▸ WORK TO COMPLETE: What you return should be the lines of the data containing "Returns", each in full.

══════════════════════════════

//! Declarative resource manifest.
//!
//! The manifest is the synthesized output handed to the external
//! provisioning executor. Resources are kept in declaration order and a
//! resource may only depend on resources declared before it, so the
//! manifest is dependency-ordered by construction.

use std::collections::{BTreeMap, HashSet};
use std::fmt;
use std::path::Path;

use serde::{Deserialize, Serialize};
use serde_json::{Map, Value, json};
use stratus_common::error::{Result, StratusError};
use stratus_common::types::LogicalId;

/// Resource types the composition engine declares.
#[derive(Debug, Clone, Copy, PartialEq, Eq, Hash, Serialize, Deserialize)]
pub enum ResourceKind {
    /// Network partition.
    Vpc,
    /// Subnet within the network partition.
    Subnet,
    /// NAT gateway for private-with-egress subnets.
    NatGateway,
    /// Access-control group.
    SecurityGroup,
    /// Compute node.
    Instance,
    /// Object storage bucket.
    Bucket,
    /// User directory.
    UserPool,
    /// OAuth client.
    UserPoolClient,
    /// Directory hostname binding.
    UserPoolDomain,
    /// Load-distribution endpoint.
    LoadBalancer,
    /// Public DNS zone.
    HostedZone,
    /// DNS record.
    RecordSet,
    /// Notification channel.
    Topic,
    /// Metric alarm.
    Alarm,
}

impl ResourceKind {
    /// Provider type name written to the manifest.
    #[must_use]
    pub const fn type_name(self) -> &'static str {
        match self {
            Self::Vpc => "AWS::EC2::VPC",
            Self::Subnet => "AWS::EC2::Subnet",
            Self::NatGateway => "AWS::EC2::NatGateway",
            Self::SecurityGroup => "AWS::EC2::SecurityGroup",
            Self::Instance => "AWS::EC2::Instance",
            Self::Bucket => "AWS::S3::Bucket",
            Self::UserPool => "AWS::Cognito::UserPool",
            Self::UserPoolClient => "AWS::Cognito::UserPoolClient",
            Self::UserPoolDomain => "AWS::Cognito::UserPoolDomain",
            Self::LoadBalancer => "AWS::ElasticLoadBalancingV2::LoadBalancer",
            Self::HostedZone => "AWS::Route53::HostedZone",
            Self::RecordSet => "AWS::Route53::RecordSet",
            Self::Topic => "AWS::SNS::Topic",
            Self::Alarm => "AWS::CloudWatch::Alarm",
        }
    }
}

impl fmt::Display for ResourceKind {
    fn fmt(&self, f: &mut fmt::Formatter<'_>) -> fmt::Result {
        f.write_str(self.type_name())
    }
}

/// A single declared resource.
#[derive(Debug, Clone, PartialEq, Serialize)]
pub struct Resource {
    /// Manifest-local name.
    pub logical_id: LogicalId,
    /// Resource type.
    pub kind: ResourceKind,
    /// Provider properties.
    pub properties: Value,
    /// Resources that must be realized first.
    pub depends_on: Vec<LogicalId>,
    /// Whether the resource survives teardown of the stack.
    pub retain: bool,
}

impl Resource {
    /// Creates a resource with no dependencies.
    #[must_use]
    pub fn new(logical_id: LogicalId, kind: ResourceKind, properties: Value) -> Self {
        Self {
            logical_id,
            kind,
            properties,
            depends_on: Vec::new(),
            retain: false,
        }
    }

    /// Adds a dependency edge to an earlier resource.
    #[must_use]
    pub fn depends_on(mut self, logical_id: &LogicalId) -> Self {
        if !self.depends_on.contains(logical_id) {
            self.depends_on.push(logical_id.clone());
        }
        self
    }

    /// Marks the resource as retained on teardown.
    #[must_use]
    pub const fn retained(mut self) -> Self {
        self.retain = true;
        self
    }

    /// Returns a property by key.
    #[must_use]
    pub fn property(&self, key: &str) -> Option<&Value> {
        self.properties.get(key)
    }
}

/// Output serialization format.
#[derive(Debug, Clone, Copy, Default, PartialEq, Eq)]
pub enum ManifestFormat {
    /// Pretty-printed JSON.
    #[default]
    Json,
    /// YAML.
    Yaml,
}

/// Dependency-ordered collection of declared resources.
#[derive(Debug, Clone, Default)]
pub struct Manifest {
    description: String,
    resources: Vec<Resource>,
    declared: HashSet<LogicalId>,
    outputs: BTreeMap<String, String>,
}

impl Manifest {
    /// Creates an empty manifest.
    #[must_use]
    pub fn new(description: impl Into<String>) -> Self {
        Self {
            description: description.into(),
            ..Self::default()
        }
    }

    /// Declares a resource.
    ///
    /// # Errors
    ///
    /// Returns a configuration error if the logical ID is already declared
    /// and a dependency error if the resource depends on a logical ID that
    /// has not been declared yet.
    pub fn declare(&mut self, resource: Resource) -> Result<()> {
        if self.declared.contains(&resource.logical_id) {
            return Err(StratusError::config(format!(
                "duplicate logical id: \"{}\"",
                resource.logical_id
            )));
        }
        if let Some(missing) = resource
            .depends_on
            .iter()
            .find(|dep| !self.declared.contains(*dep))
        {
            return Err(StratusError::dependency(
                resource.logical_id.as_str(),
                missing.as_str(),
            ));
        }
        tracing::debug!(
            logical_id = %resource.logical_id,
            kind = %resource.kind,
            "declared resource"
        );
        let _ = self.declared.insert(resource.logical_id.clone());
        self.resources.push(resource);
        Ok(())
    }

    /// Records a named output value.
    pub fn add_output(&mut self, key: impl Into<String>, value: impl Into<String>) {
        let _ = self.outputs.insert(key.into(), value.into());
    }

    /// Stack description.
    #[must_use]
    pub fn description(&self) -> &str {
        &self.description
    }

    /// All resources in declaration order.
    #[must_use]
    pub fn resources(&self) -> &[Resource] {
        &self.resources
    }

    /// Looks up a resource by logical ID.
    #[must_use]
    pub fn get(&self, logical_id: &LogicalId) -> Option<&Resource> {
        self.resources.iter().find(|r| &r.logical_id == logical_id)
    }

    /// Resources of one type, in declaration order.
    pub fn resources_of(&self, kind: ResourceKind) -> impl Iterator<Item = &Resource> {
        self.resources.iter().filter(move |r| r.kind == kind)
    }

    /// Named outputs.
    #[must_use]
    pub const fn outputs(&self) -> &BTreeMap<String, String> {
        &self.outputs
    }

    /// Number of declared resources.
    #[must_use]
    pub fn len(&self) -> usize {
        self.resources.len()
    }

    /// Returns whether no resources are declared.
    #[must_use]
    pub fn is_empty(&self) -> bool {
        self.resources.is_empty()
    }

    /// Renders the manifest as a template document.
    #[must_use]
    pub fn to_document(&self) -> Value {
        let mut resources = Map::new();
        for resource in &self.resources {
            let mut entry = Map::new();
            let _ = entry.insert("Type".into(), json!(resource.kind.type_name()));
            let _ = entry.insert("Properties".into(), resource.properties.clone());
            if !resource.depends_on.is_empty() {
                let _ = entry.insert("DependsOn".into(), json!(resource.depends_on));
            }
            if resource.retain {
                let _ = entry.insert("DeletionPolicy".into(), json!("Retain"));
                let _ = entry.insert("UpdateReplacePolicy".into(), json!("Retain"));
            }
            let _ = resources.insert(resource.logical_id.to_string(), Value::Object(entry));
        }

        let outputs: Map<String, Value> = self
            .outputs
            .iter()
            .map(|(k, v)| (k.clone(), json!({ "Value": v })))
            .collect();

        json!({
            "Description": self.description,
            "Resources": resources,
            "Outputs": outputs,
        })
    }

    /// Serializes the manifest in the requested format.
    ///
    /// # Errors
    ///
    /// Returns an error if serialization fails.
    pub fn render(&self, format: ManifestFormat) -> Result<String> {
        let document = self.to_document();
        match format {
            ManifestFormat::Json => Ok(serde_json::to_string_pretty(&document)?),
            ManifestFormat::Yaml => Ok(serde_yaml::to_string(&document)?),
        }
    }

    /// Writes the rendered manifest to `path`.
    ///
    /// # Errors
    ///
    /// Returns an error if serialization or the write fails.
    pub fn write_to(&self, path: &Path, format: ManifestFormat) -> Result<()> {
        let rendered = self.render(format)?;
        std::fs::write(path, rendered).map_err(|e| StratusError::Io {
            path: path.to_path_buf(),
            source: e,
        })?;
        tracing::info!(path = %path.display(), resources = self.len(), "manifest written");
        Ok(())
    }
}

#[cfg(test)]
mod tests {
    use super::*;

    fn bucket(id: &str) -> Resource {
        Resource::new(
            LogicalId::new(id),
            ResourceKind::Bucket,
            json!({ "BucketName": id.to_lowercase() }),
        )
    }

    #[test]
    fn declare_keeps_declaration_order() {
        let mut manifest = Manifest::new("test");
        manifest.declare(bucket("LogBucket")).expect("declare log");
        manifest
            .declare(bucket("Bucket").depends_on(&LogicalId::new("LogBucket")))
            .expect("declare primary");
        let ids: Vec<&str> = manifest
            .resources()
            .iter()
            .map(|r| r.logical_id.as_str())
            .collect();
        assert_eq!(ids, vec!["LogBucket", "Bucket"]);
    }

    #[test]
    fn declare_rejects_forward_reference() {
        let mut manifest = Manifest::new("test");
        let err = manifest
            .declare(bucket("Bucket").depends_on(&LogicalId::new("LogBucket")))
            .expect_err("should reject");
        assert!(matches!(err, StratusError::Dependency { .. }), "got: {err}");
        assert!(manifest.is_empty());
    }

    #[test]
    fn declare_rejects_duplicate_logical_id() {
        let mut manifest = Manifest::new("test");
        manifest.declare(bucket("Bucket")).expect("first");
        let err = manifest.declare(bucket("Bucket")).expect_err("duplicate");
        assert!(err.to_string().contains("duplicate"), "got: {err}");
    }

    #[test]
    fn depends_on_ignores_repeated_edges() {
        let log = LogicalId::new("LogBucket");
        let resource = bucket("Bucket").depends_on(&log).depends_on(&log);
        assert_eq!(resource.depends_on, vec![log]);
    }

    #[test]
    fn document_carries_type_policy_and_outputs() {
        let mut manifest = Manifest::new("desc");
        manifest.declare(bucket("LogBucket").retained()).expect("declare");
        manifest.add_output("BucketName", "logbucket");
        let doc = manifest.to_document();
        assert_eq!(doc["Description"], "desc");
        assert_eq!(doc["Resources"]["LogBucket"]["Type"], "AWS::S3::Bucket");
        assert_eq!(doc["Resources"]["LogBucket"]["DeletionPolicy"], "Retain");
        assert!(doc["Resources"]["LogBucket"].get("DependsOn").is_none());
        assert_eq!(doc["Outputs"]["BucketName"]["Value"], "logbucket");
    }

    #[test]
    fn render_yaml_contains_type_names() {
        let mut manifest = Manifest::new("desc");
        manifest.declare(bucket("LogBucket")).expect("declare");
        let yaml = manifest.render(ManifestFormat::Yaml).expect("render");
        assert!(yaml.contains("AWS::S3::Bucket"), "got: {yaml}");
    }

    #[test]
    fn write_to_persists_json() {
        let dir = tempfile::tempdir().expect("tempdir");
        let path = dir.path().join("manifest.json");
        let mut manifest = Manifest::new("desc");
        manifest.declare(bucket("LogBucket")).expect("declare");
        manifest
            .write_to(&path, ManifestFormat::Json)
            .expect("write");
        let content = std::fs::read_to_string(&path).expect("read");
        let doc: Value = serde_json::from_str(&content).expect("parse");
        assert_eq!(doc["Resources"]["LogBucket"]["Type"], "AWS::S3::Bucket");
    }

    #[test]
    fn resources_of_filters_by_kind() {
        let mut manifest = Manifest::new("desc");
        manifest.declare(bucket("A")).expect("a");
        manifest
            .declare(Resource::new(
                LogicalId::new("Topic"),
                ResourceKind::Topic,
                json!({}),
            ))
            .expect("topic");
        assert_eq!(manifest.resources_of(ResourceKind::Bucket).count(), 1);
        assert!(manifest.get(&LogicalId::new("Topic")).is_some());
    }
}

══════════════════════════════

▸ RESPONSE TO THE EXERCISE:
    /// Returns a property by key.
    /// Returns a configuration error if the logical ID is already declared
    /// Returns whether no resources are declared.
    /// Returns an error if serialization fails.
    /// Returns an error if serialization or the write fails.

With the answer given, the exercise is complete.